-------- Task inputs
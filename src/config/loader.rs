//! Configuration loading functionality.
//!
//! This module provides the [`ConfigLoader`] type for loading the booking
//! settings and the salary plan catalog from disk.

use std::collections::HashMap;
use std::fs;
use std::path::Path;

use tracing::{debug, info};

use crate::error::{EngineError, EngineResult};
use crate::models::SalaryPlanConfig;

use super::types::{BookingConfig, EngineConfig};

/// Loads and provides access to engine configuration.
///
/// # Directory Structure
///
/// ```text
/// config/barbershop/
/// ├── booking.yaml        # Booking wizard settings (optional)
/// └── plans/
///     ├── default.yaml    # One salary plan per file, YAML or JSON
///     └── fixed.json
/// ```
///
/// # Example
///
/// ```no_run
/// use barbershop_engine::config::ConfigLoader;
///
/// let loader = ConfigLoader::load("./config/barbershop").unwrap();
/// let plan = loader.get_plan("default").unwrap();
/// println!("Plan: {} ({} blocks)", plan.name, plan.blocks.len());
/// ```
#[derive(Debug, Clone)]
pub struct ConfigLoader {
    config: EngineConfig,
}

impl ConfigLoader {
    /// Loads configuration from the specified directory.
    ///
    /// # Returns
    ///
    /// Returns a `ConfigLoader` on success, or an error if:
    /// - The `plans` directory is missing or holds no plan files
    /// - Any file contains invalid YAML/JSON
    ///
    /// A missing `booking.yaml` falls back to [`BookingConfig::default`].
    pub fn load<P: AsRef<Path>>(path: P) -> EngineResult<Self> {
        let path = path.as_ref();

        let booking_path = path.join("booking.yaml");
        let booking = if booking_path.exists() {
            let booking = Self::load_yaml::<BookingConfig>(&booking_path)?;
            booking
                .validate()
                .map_err(|message| EngineError::ConfigParseError {
                    path: booking_path.display().to_string(),
                    message,
                })?;
            booking
        } else {
            debug!(path = %booking_path.display(), "No booking.yaml, using defaults");
            BookingConfig::default()
        };

        let plans = Self::load_plans(&path.join("plans"))?;
        info!(
            path = %path.display(),
            plans = plans.len(),
            "Loaded engine configuration"
        );

        Ok(Self {
            config: EngineConfig::new(booking, plans),
        })
    }

    fn read(path: &Path) -> EngineResult<String> {
        fs::read_to_string(path).map_err(|_| EngineError::ConfigNotFound {
            path: path.display().to_string(),
        })
    }

    /// Loads and parses a YAML file.
    fn load_yaml<T: serde::de::DeserializeOwned>(path: &Path) -> EngineResult<T> {
        let content = Self::read(path)?;
        serde_yaml::from_str(&content).map_err(|e| EngineError::ConfigParseError {
            path: path.display().to_string(),
            message: e.to_string(),
        })
    }

    /// Loads and parses a JSON file.
    fn load_json<T: serde::de::DeserializeOwned>(path: &Path) -> EngineResult<T> {
        let content = Self::read(path)?;
        serde_json::from_str(&content).map_err(|e| EngineError::ConfigParseError {
            path: path.display().to_string(),
            message: e.to_string(),
        })
    }

    /// Loads every plan file from the plans directory, keyed by file stem.
    fn load_plans(plans_dir: &Path) -> EngineResult<HashMap<String, SalaryPlanConfig>> {
        let plans_dir_str = plans_dir.display().to_string();

        let entries = fs::read_dir(plans_dir).map_err(|_| EngineError::ConfigNotFound {
            path: plans_dir_str.clone(),
        })?;

        let mut plans = HashMap::new();

        for entry in entries {
            let entry = entry.map_err(|_| EngineError::ConfigNotFound {
                path: plans_dir_str.clone(),
            })?;

            let path = entry.path();
            let Some(stem) = path.file_stem().and_then(|s| s.to_str()) else {
                continue;
            };
            let plan = match path.extension().and_then(|e| e.to_str()) {
                Some("yaml") | Some("yml") => Self::load_yaml::<SalaryPlanConfig>(&path)?,
                Some("json") => Self::load_json::<SalaryPlanConfig>(&path)?,
                _ => continue,
            };
            plans.insert(stem.to_string(), plan);
        }

        if plans.is_empty() {
            return Err(EngineError::ConfigNotFound {
                path: format!("{} (no plan files found)", plans_dir_str),
            });
        }

        Ok(plans)
    }

    /// Returns the underlying configuration.
    pub fn config(&self) -> &EngineConfig {
        &self.config
    }

    /// Returns the booking wizard settings.
    pub fn booking(&self) -> &BookingConfig {
        self.config.booking()
    }

    /// Gets a salary plan by name (its file stem).
    ///
    /// # Example
    ///
    /// ```no_run
    /// use barbershop_engine::config::ConfigLoader;
    ///
    /// let loader = ConfigLoader::load("./config/barbershop")?;
    /// let plan = loader.get_plan("dynamic_commission")?;
    /// println!("Plan: {}", plan.description);
    /// # Ok::<(), barbershop_engine::error::EngineError>(())
    /// ```
    pub fn get_plan(&self, name: &str) -> EngineResult<&SalaryPlanConfig> {
        self.config
            .plans()
            .get(name)
            .ok_or_else(|| EngineError::PlanNotFound {
                name: name.to_string(),
            })
    }

    /// Plan names, sorted.
    pub fn plan_names(&self) -> Vec<&str> {
        let mut names: Vec<&str> = self.config.plans().keys().map(String::as_str).collect();
        names.sort_unstable();
        names
    }
}
//! Configuration loading and management for the barbershop engine.
//!
//! This module loads the booking wizard settings and the salary plan catalog
//! from a configuration directory of YAML and JSON files.
//!
//! # Example
//!
//! ```no_run
//! use barbershop_engine::config::ConfigLoader;
//!
//! let config = ConfigLoader::load("./config/barbershop").unwrap();
//! println!("Lock TTL: {}ms", config.booking().lock_ttl_ms);
//! ```

mod loader;
mod types;

pub use loader::ConfigLoader;
pub use types::{
    BookingConfig, DEFAULT_LOCK_TTL_MS, DEFAULT_STORAGE_KEY, DEFAULT_SWEEP_INTERVAL_MS,
    EngineConfig, MAX_LOCK_TTL_MS, MAX_SWEEP_INTERVAL_MS,
};
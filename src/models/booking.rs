//! Booking wizard models.
//!
//! This module defines the wizard steps, the lock and transaction records that
//! guard step changes, the full [`BookingState`], and the [`PersistedBooking`]
//! subset that survives a reload.

use chrono::{DateTime, Utc};
use rust_decimal::Decimal;
use serde::{Deserialize, Serialize};
use uuid::Uuid;

/// A step of the booking wizard.
#[derive(Debug, Clone, Copy, Default, PartialEq, Eq, Hash, Serialize, Deserialize)]
#[serde(rename_all = "snake_case")]
pub enum BookingStep {
    /// Choosing services.
    #[default]
    Services,
    /// Choosing a date and time slot.
    Datetime,
    /// Choosing a barber.
    Barber,
    /// Entering customer details.
    Details,
    /// Reviewing the booking.
    Summary,
}

impl std::fmt::Display for BookingStep {
    fn fmt(&self, f: &mut std::fmt::Formatter<'_>) -> std::fmt::Result {
        match self {
            BookingStep::Services => write!(f, "services"),
            BookingStep::Datetime => write!(f, "datetime"),
            BookingStep::Barber => write!(f, "barber"),
            BookingStep::Details => write!(f, "details"),
            BookingStep::Summary => write!(f, "summary"),
        }
    }
}

/// A time-boxed mutual-exclusion token guarding step changes.
#[derive(Debug, Clone, PartialEq, Eq, Serialize, Deserialize)]
#[serde(rename_all = "camelCase")]
pub struct LockTransaction {
    /// The transaction that owns the lock.
    pub id: Uuid,
    /// The UI component that requested it.
    pub component_id: String,
    /// When the lock was granted.
    pub timestamp: DateTime<Utc>,
    /// When the lock stops being valid.
    pub expires_at: DateTime<Utc>,
}

impl LockTransaction {
    /// A lock is expired once `now` reaches `expires_at`.
    pub fn is_expired(&self, now: DateTime<Utc>) -> bool {
        now >= self.expires_at
    }
}

/// The lock slot of the wizard.
#[derive(Debug, Clone, Default, PartialEq, Eq)]
pub enum LockState {
    /// No lock has been granted, or it was released.
    #[default]
    Idle,
    /// A lock has been granted. It may have expired without being released.
    Locked(LockTransaction),
}

impl LockState {
    /// Returns the lock if it is still valid at `now`.
    pub fn valid_at(&self, now: DateTime<Utc>) -> Option<&LockTransaction> {
        match self {
            LockState::Idle => None,
            LockState::Locked(lock) if lock.is_expired(now) => None,
            LockState::Locked(lock) => Some(lock),
        }
    }

    /// Returns true if the slot holds a lock owned by `transaction_id`.
    pub fn is_held_by(&self, transaction_id: Uuid) -> bool {
        matches!(self, LockState::Locked(lock) if lock.id == transaction_id)
    }

    /// Returns true when a lock is present (valid or not).
    pub fn is_locked(&self) -> bool {
        matches!(self, LockState::Locked(_))
    }
}

/// Lifecycle of a step transaction.
#[derive(Debug, Clone, Copy, PartialEq, Eq, Serialize, Deserialize)]
#[serde(rename_all = "snake_case")]
pub enum TransactionStatus {
    /// Lock granted, step not yet changed.
    Pending,
    /// Step changed.
    Completed,
    /// Explicitly failed by the caller.
    Failed,
}

/// A request to move the wizard from one step to another.
#[derive(Debug, Clone, PartialEq, Eq, Serialize, Deserialize)]
#[serde(rename_all = "camelCase")]
pub struct StepTransaction {
    /// Transaction identifier (shared with its lock).
    pub id: Uuid,
    /// Step the request was made from.
    pub from: BookingStep,
    /// Requested target step.
    pub to: BookingStep,
    /// Current status.
    pub status: TransactionStatus,
    /// When the status last changed.
    pub timestamp: DateTime<Utc>,
    /// Failure reason, for failed transactions.
    #[serde(default, skip_serializing_if = "Option::is_none")]
    pub error: Option<String>,
}

/// A service picked in the first step.
#[derive(Debug, Clone, PartialEq, Eq, Serialize, Deserialize)]
#[serde(rename_all = "camelCase")]
pub struct SelectedService {
    /// Service identifier.
    pub id: String,
    /// Display name.
    pub name: String,
    /// List price.
    pub price: Decimal,
    /// Duration in minutes.
    #[serde(default)]
    pub duration_minutes: u32,
}

/// Contact details captured in the details step.
#[derive(Debug, Clone, Default, PartialEq, Eq, Serialize, Deserialize)]
#[serde(rename_all = "camelCase")]
pub struct CustomerDetails {
    /// Customer name.
    #[serde(default)]
    pub name: String,
    /// Customer phone number.
    #[serde(default)]
    pub phone: String,
    /// Optional email address.
    #[serde(default, skip_serializing_if = "Option::is_none")]
    pub email: Option<String>,
    /// Optional notes for the barber.
    #[serde(default, skip_serializing_if = "Option::is_none")]
    pub notes: Option<String>,
}

/// The full wizard state.
///
/// Only the fields mirrored in [`PersistedBooking`] are written to storage; the
/// lock and transaction bookkeeping always starts empty.
#[derive(Debug, Clone, Default, PartialEq, Eq)]
pub struct BookingState {
    /// The step currently shown.
    pub current_step: BookingStep,
    /// Services in the basket.
    pub selected_services: Vec<SelectedService>,
    /// Appointment date.
    pub selected_date: Option<DateTime<Utc>>,
    /// Appointment time slot, e.g. `"14:30"`.
    pub selected_time: Option<String>,
    /// Chosen barber identifier.
    pub selected_barber: Option<String>,
    /// Customer contact details.
    pub customer_details: CustomerDetails,
    /// Branch the booking is for.
    pub branch: Option<String>,
    /// The lock slot.
    pub lock: LockState,
    /// Transactions granted the lock but not yet finished.
    pub pending_transactions: Vec<StepTransaction>,
    /// Finished transactions, oldest first.
    pub transaction_history: Vec<StepTransaction>,
}

impl BookingState {
    /// Returns true if `id` is among the pending transactions.
    pub fn is_pending(&self, id: Uuid) -> bool {
        self.pending_transactions.iter().any(|t| t.id == id)
    }

    /// Checks whether the data required by `step` has been captured.
    ///
    /// The summary step has no requirements of its own.
    pub fn is_step_complete(&self, step: BookingStep) -> bool {
        match step {
            BookingStep::Services => !self.selected_services.is_empty(),
            BookingStep::Datetime => self.selected_date.is_some(),
            BookingStep::Barber => self.selected_barber.is_some(),
            BookingStep::Details => {
                !self.customer_details.name.trim().is_empty()
                    && !self.customer_details.phone.trim().is_empty()
            }
            BookingStep::Summary => true,
        }
    }

    /// Extracts the persistable subset.
    pub fn snapshot(&self) -> PersistedBooking {
        PersistedBooking {
            current_step: self.current_step,
            selected_services: self.selected_services.clone(),
            selected_date: self.selected_date,
            selected_time: self.selected_time.clone(),
            selected_barber: self.selected_barber.clone(),
            customer_details: self.customer_details.clone(),
            branch: self.branch.clone(),
        }
    }

    /// Rebuilds a state from a persisted snapshot with empty lock bookkeeping.
    pub fn rehydrate(persisted: PersistedBooking) -> Self {
        Self {
            current_step: persisted.current_step,
            selected_services: persisted.selected_services,
            selected_date: persisted.selected_date,
            selected_time: persisted.selected_time,
            selected_barber: persisted.selected_barber,
            customer_details: persisted.customer_details,
            branch: persisted.branch,
            ..Self::default()
        }
    }
}

/// The non-transactional part of [`BookingState`], as stored between sessions.
#[derive(Debug, Clone, Default, PartialEq, Eq, Serialize, Deserialize)]
#[serde(rename_all = "camelCase", default)]
pub struct PersistedBooking {
    /// The step currently shown.
    pub current_step: BookingStep,
    /// Services in the basket.
    pub selected_services: Vec<SelectedService>,
    /// Appointment date, stored as an ISO string.
    pub selected_date: Option<DateTime<Utc>>,
    /// Appointment time slot.
    pub selected_time: Option<String>,
    /// Chosen barber identifier.
    pub selected_barber: Option<String>,
    /// Customer contact details.
    pub customer_details: CustomerDetails,
    /// Branch the booking is for.
    pub branch: Option<String>,
}

#[cfg(test)]
mod tests {
    use super::*;
    use chrono::{Duration, TimeZone};

    fn sample_state() -> BookingState {
        BookingState {
            current_step: BookingStep::Barber,
            selected_services: vec![SelectedService {
                id: "svc_fade".to_string(),
                name: "Skin fade".to_string(),
                price: Decimal::from(60),
                duration_minutes: 45,
            }],
            selected_date: Some(Utc.with_ymd_and_hms(2025, 3, 14, 0, 0, 0).unwrap()),
            selected_time: Some("14:30".to_string()),
            branch: Some("riyadh-olaya".to_string()),
            ..BookingState::default()
        }
    }

    #[test]
    fn test_lock_validity_respects_expiry() {
        let granted = Utc.with_ymd_and_hms(2025, 3, 1, 10, 0, 0).unwrap();
        let lock = LockTransaction {
            id: Uuid::new_v4(),
            component_id: "services-panel".to_string(),
            timestamp: granted,
            expires_at: granted + Duration::seconds(5),
        };
        let state = LockState::Locked(lock.clone());

        assert!(state.valid_at(granted + Duration::seconds(4)).is_some());
        assert!(state.valid_at(granted + Duration::seconds(5)).is_none());
        assert!(state.is_held_by(lock.id));
        assert!(!LockState::Idle.is_held_by(lock.id));
    }

    #[test]
    fn test_step_completeness() {
        let mut state = sample_state();
        assert!(state.is_step_complete(BookingStep::Services));
        assert!(state.is_step_complete(BookingStep::Datetime));
        assert!(!state.is_step_complete(BookingStep::Barber));
        assert!(!state.is_step_complete(BookingStep::Details));
        assert!(state.is_step_complete(BookingStep::Summary));

        state.customer_details.name = "Omar".to_string();
        assert!(!state.is_step_complete(BookingStep::Details));
        state.customer_details.phone = "+966500000000".to_string();
        assert!(state.is_step_complete(BookingStep::Details));
    }

    #[test]
    fn test_snapshot_excludes_lock_bookkeeping() {
        let mut state = sample_state();
        let now = Utc::now();
        state.lock = LockState::Locked(LockTransaction {
            id: Uuid::new_v4(),
            component_id: "x".to_string(),
            timestamp: now,
            expires_at: now + Duration::seconds(5),
        });

        let json = serde_json::to_value(state.snapshot()).unwrap();
        assert!(json.get("lock").is_none());
        assert!(json.get("pendingTransactions").is_none());
        assert_eq!(json["currentStep"], "barber");
        assert_eq!(json["selectedDate"], "2025-03-14T00:00:00Z");
    }

    #[test]
    fn test_rehydrate_resets_transactional_fields() {
        let state = sample_state();
        let restored = BookingState::rehydrate(state.snapshot());
        assert_eq!(restored, state);
        assert_eq!(restored.lock, LockState::Idle);
        assert!(restored.transaction_history.is_empty());
    }

    #[test]
    fn test_persisted_booking_tolerates_missing_fields() {
        let persisted: PersistedBooking =
            serde_json::from_str(r#"{ "currentStep": "details" }"#).unwrap();
        assert_eq!(persisted.current_step, BookingStep::Details);
        assert!(persisted.selected_services.is_empty());
    }
}
//! Reconciliation of the known app set against backend snapshots and deltas.
//!
//! The engine is the single owner of the app map and the rendered card grid.
//! Authoritative writes stamp entries from a monotonic counter; optimistic
//! writes do not, so a rollback can tell whether the server has since
//! overruled the guess. The counter never resets, so a stale guard cannot
//! collide with an entry recreated by a reconnect snapshot.

use std::collections::HashMap;

use tracing::{debug, trace};

use crate::models::{AppKey, AppRecord, Delta, DeltaKind};
use crate::render::{render_card, CardGrid, PendingAction};

struct Entry {
    record: AppRecord,
    version: u64,
}

/// Captures the pre-toggle state of an optimistic update so it can be
/// reverted if the scale request fails.
#[derive(Debug, Clone)]
pub struct OptimisticGuard {
    key: AppKey,
    prior: AppRecord,
    version: u64,
}

#[derive(Default)]
pub struct Engine {
    entries: HashMap<AppKey, Entry>,
    pending: HashMap<AppKey, PendingAction>,
    grid: CardGrid,
    next_version: u64,
}

impl Engine {
    pub fn new() -> Self {
        Self::default()
    }

    pub fn len(&self) -> usize {
        self.entries.len()
    }

    pub fn get(&self, key: &AppKey) -> Option<&AppRecord> {
        self.entries.get(key).map(|entry| &entry.record)
    }

    pub fn grid_html(&self) -> String {
        self.grid.to_html()
    }

    /// Replaces the entire known set. Cards are redrawn sorted by display
    /// name, case-insensitively with a raw tiebreak.
    pub fn apply_snapshot(&mut self, mut records: Vec<AppRecord>) {
        debug!("applying snapshot with {} apps", records.len());

        records.sort_by(|a, b| {
            let a_name = a.display_name().to_lowercase();
            let b_name = b.display_name().to_lowercase();
            a_name
                .cmp(&b_name)
                .then_with(|| a.display_name().cmp(b.display_name()))
        });

        self.entries.clear();
        self.pending.clear();
        self.grid.clear();

        for record in records {
            self.upsert(record);
        }
    }

    /// Applies one incremental change. A delete for an unknown key is a no-op.
    pub fn apply_delta(&mut self, delta: Delta) {
        let key = delta.record.key();
        trace!(%key, kind = ?delta.kind, "applying delta");

        match delta.kind {
            DeltaKind::Added | DeltaKind::Modified => self.upsert(delta.record),
            DeltaKind::Deleted => {
                self.entries.remove(&key);
                self.pending.remove(&key);
                self.grid.remove(&key);
            }
        }
    }

    /// Diffs a fresh full listing against the map and applies the changes in
    /// place. Used by the polling transport, where clearing and redrawing on
    /// every fetch would lose pending button states.
    pub fn reconcile(&mut self, records: Vec<AppRecord>) {
        let mut seen = Vec::with_capacity(records.len());

        for record in records {
            let key = record.key();
            seen.push(key.clone());

            match self.entries.get(&key) {
                Some(entry) if entry.record == record => {}
                _ => self.upsert(record),
            }
        }

        let gone: Vec<AppKey> = self
            .entries
            .keys()
            .filter(|key| !seen.contains(key))
            .cloned()
            .collect();
        for key in gone {
            self.entries.remove(&key);
            self.pending.remove(&key);
            self.grid.remove(&key);
        }
    }

    /// Marks a scale request as in flight and redraws the card with a
    /// disabled `Starting...`/`Stopping...` button.
    pub fn begin_action(&mut self, key: &AppKey, turn_on: bool) {
        let action = if turn_on {
            PendingAction::Starting
        } else {
            PendingAction::Stopping
        };
        self.pending.insert(key.clone(), action);
        self.redraw(key);
    }

    /// Clears the in-flight marker and restores the regular button
    pub fn finish_action(&mut self, key: &AppKey) {
        self.pending.remove(key);
        self.redraw(key);
    }

    pub fn action_in_flight(&self, key: &AppKey) -> bool {
        self.pending.contains_key(key)
    }

    /// Renders the card as if the scale request already succeeded. The
    /// returned guard reverts it, unless an authoritative update for the key
    /// arrives first.
    pub fn apply_optimistic(&mut self, key: &AppKey, scale: u32) -> Option<OptimisticGuard> {
        let entry = self.entries.get_mut(key)?;
        let guard = OptimisticGuard {
            key: key.clone(),
            prior: entry.record.clone(),
            version: entry.version,
        };

        entry.record.replicas_current = scale;
        self.redraw(key);
        Some(guard)
    }

    /// Reverts an optimistic update. A no-op if the entry is gone or the
    /// server has pushed an authoritative record since the guess was made.
    pub fn rollback(&mut self, guard: OptimisticGuard) {
        let Some(entry) = self.entries.get_mut(&guard.key) else {
            return;
        };
        if entry.version != guard.version {
            trace!(key = %guard.key, "rollback superseded by authoritative update");
            return;
        }

        entry.record = guard.prior;
        self.redraw(&guard.key);
    }

    fn upsert(&mut self, record: AppRecord) {
        let key = record.key();
        let pending = self.pending.get(&key).copied();
        let html = render_card(&record, pending);

        self.next_version += 1;
        let version = self.next_version;
        self.entries
            .entry(key.clone())
            .and_modify(|entry| {
                entry.record = record.clone();
                entry.version = version;
            })
            .or_insert(Entry { record, version });

        self.grid.upsert(key, html);
    }

    fn redraw(&mut self, key: &AppKey) {
        if let Some(entry) = self.entries.get(key) {
            let html = render_card(&entry.record, self.pending.get(key).copied());
            self.grid.upsert(key.clone(), html);
        }
    }
}
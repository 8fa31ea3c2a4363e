mod action;
mod api;
mod config;
mod engine;
mod models;
mod poll;
mod render;
mod sse;
mod status;
mod stream;
mod theme;

use std::sync::Arc;
use std::time::Duration;

use anyhow::Result;
use clap::Parser;
use tokio::sync::{mpsc, watch, RwLock};
use tracing::{debug, info};
use tracing_subscriber::{
    fmt::{self, format::FmtSpan},
    layer::SubscriberExt,
    util::SubscriberInitExt,
    EnvFilter,
};

use action::ActionClient;
use api::{ConsoleState, Telemetry};
use config::{Config, Transport};
use engine::Engine;
use poll::PollClient;
use status::{Severity, StatusBanner};
use stream::{ConnectionStatus, StreamClient, StreamEvent};
use theme::ThemeStore;

/// Keeps whichever transport is active alive for the process lifetime
enum TransportHandle {
    Stream(StreamClient),
    Poll(PollClient),
}

impl TransportHandle {
    fn status(&self) -> watch::Receiver<ConnectionStatus> {
        match self {
            Self::Stream(client) => client.status(),
            Self::Poll(client) => client.status(),
        }
    }
}

#[tokio::main]
async fn main() -> Result<()> {
    // Initialize tracing subscriber for human-readable logs
    tracing_subscriber::registry()
        .with(
            EnvFilter::try_from_default_env().unwrap_or(
                EnvFilter::default()
                    .add_directive("info".parse()?)
                    .add_directive("hyper=error".parse()?),
            ),
        )
        .with(
            fmt::layer()
                .with_writer(std::io::stderr)
                .with_span_events(FmtSpan::CLOSE)
                .event_format(fmt::format().compact().with_target(false).without_time()),
        )
        .init();

    let config = Config::parse();
    info!("Configuration loaded successfully");
    debug!("{:#?}", config);

    let banner = StatusBanner::new(config.banner_auto_hide);
    let engine = Arc::new(RwLock::new(Engine::new()));
    let theme = Arc::new(ThemeStore::load(&config.state_dir).await);
    let telemetry = Arc::new(RwLock::new(Telemetry::default()));

    let actions = Arc::new(ActionClient::new(
        config.backend_url("/action"),
        config.request_timeout,
        !config.no_optimistic,
        Arc::clone(&engine),
        banner.clone(),
    ));

    let (tx, mut rx) = mpsc::unbounded_channel();
    let transport = match config.transport {
        Transport::Sse => {
            info!("Subscribing to {}", config.backend_url("/events"));
            TransportHandle::Stream(StreamClient::connect(
                config.backend_url("/events"),
                config.policy(),
                tx,
            ))
        }
        Transport::Poll => {
            info!("Polling {}", config.backend_url("/list"));
            TransportHandle::Poll(PollClient::connect(
                config.backend_url("/list"),
                config.poll_interval,
                config.request_timeout,
                config.policy(),
                tx,
            ))
        }
    };
    let connection = transport.status();

    // Apply stream events to the engine as they arrive
    {
        let engine = Arc::clone(&engine);
        let telemetry = Arc::clone(&telemetry);
        let banner = banner.clone();
        tokio::spawn(async move {
            while let Some(event) = rx.recv().await {
                match event {
                    StreamEvent::Connected(node) => {
                        info!(
                            "connected to {} ({})",
                            node.server_node_name, node.server_node_ip
                        );
                        telemetry.write().await.server_node = Some(node);
                        banner.hide();
                    }
                    StreamEvent::InitialData(initial) => {
                        if initial.is_success() {
                            engine.write().await.apply_snapshot(initial.data);
                        } else {
                            banner.show(
                                initial
                                    .message
                                    .unwrap_or_else(|| "Failed to load deployments".to_string()),
                                Severity::Error,
                            );
                        }
                    }
                    StreamEvent::Update(delta) => engine.write().await.apply_delta(delta),
                    StreamEvent::Resync(records) => engine.write().await.reconcile(records),
                    StreamEvent::Heartbeat(heartbeat) => {
                        telemetry.write().await.last_heartbeat = Some(heartbeat.timestamp);
                    }
                    StreamEvent::ServerError(message) => banner.show(message, Severity::Error),
                }
            }
        });
    }

    // Mirror connection state transitions into the status banner
    {
        let mut connection = connection.clone();
        let banner = banner.clone();
        tokio::spawn(async move {
            loop {
                let status = connection.borrow_and_update().clone();
                match status {
                    ConnectionStatus::Connecting => {
                        banner.show("Connecting to server...", Severity::Info)
                    }
                    ConnectionStatus::Connected => banner.hide(),
                    ConnectionStatus::Reconnecting {
                        attempt,
                        max_attempts,
                        delay_ms,
                    } => banner.show(
                        format!(
                            "Connection lost. Reconnecting in {}s (attempt {attempt}/{max_attempts})",
                            Duration::from_millis(delay_ms).as_secs()
                        ),
                        Severity::Error,
                    ),
                    ConnectionStatus::Down => {
                        banner.show(
                            "Connection lost. Please restart kuyala-console.",
                            Severity::Error,
                        );
                        return;
                    }
                }
                if connection.changed().await.is_err() {
                    return;
                }
            }
        });
    }

    api::serve(
        config.listen_address,
        ConsoleState {
            engine,
            banner,
            actions,
            theme,
            connection,
            telemetry,
        },
    )
    .await?;

    Ok(())
}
----------------
» Exercise prompt:
Where a line in the listing above contains "provides", copy that line.

» Finished task:
//! This module provides the [`ConfigLoader`] type for loading the booking
/// Loads and provides access to engine configuration.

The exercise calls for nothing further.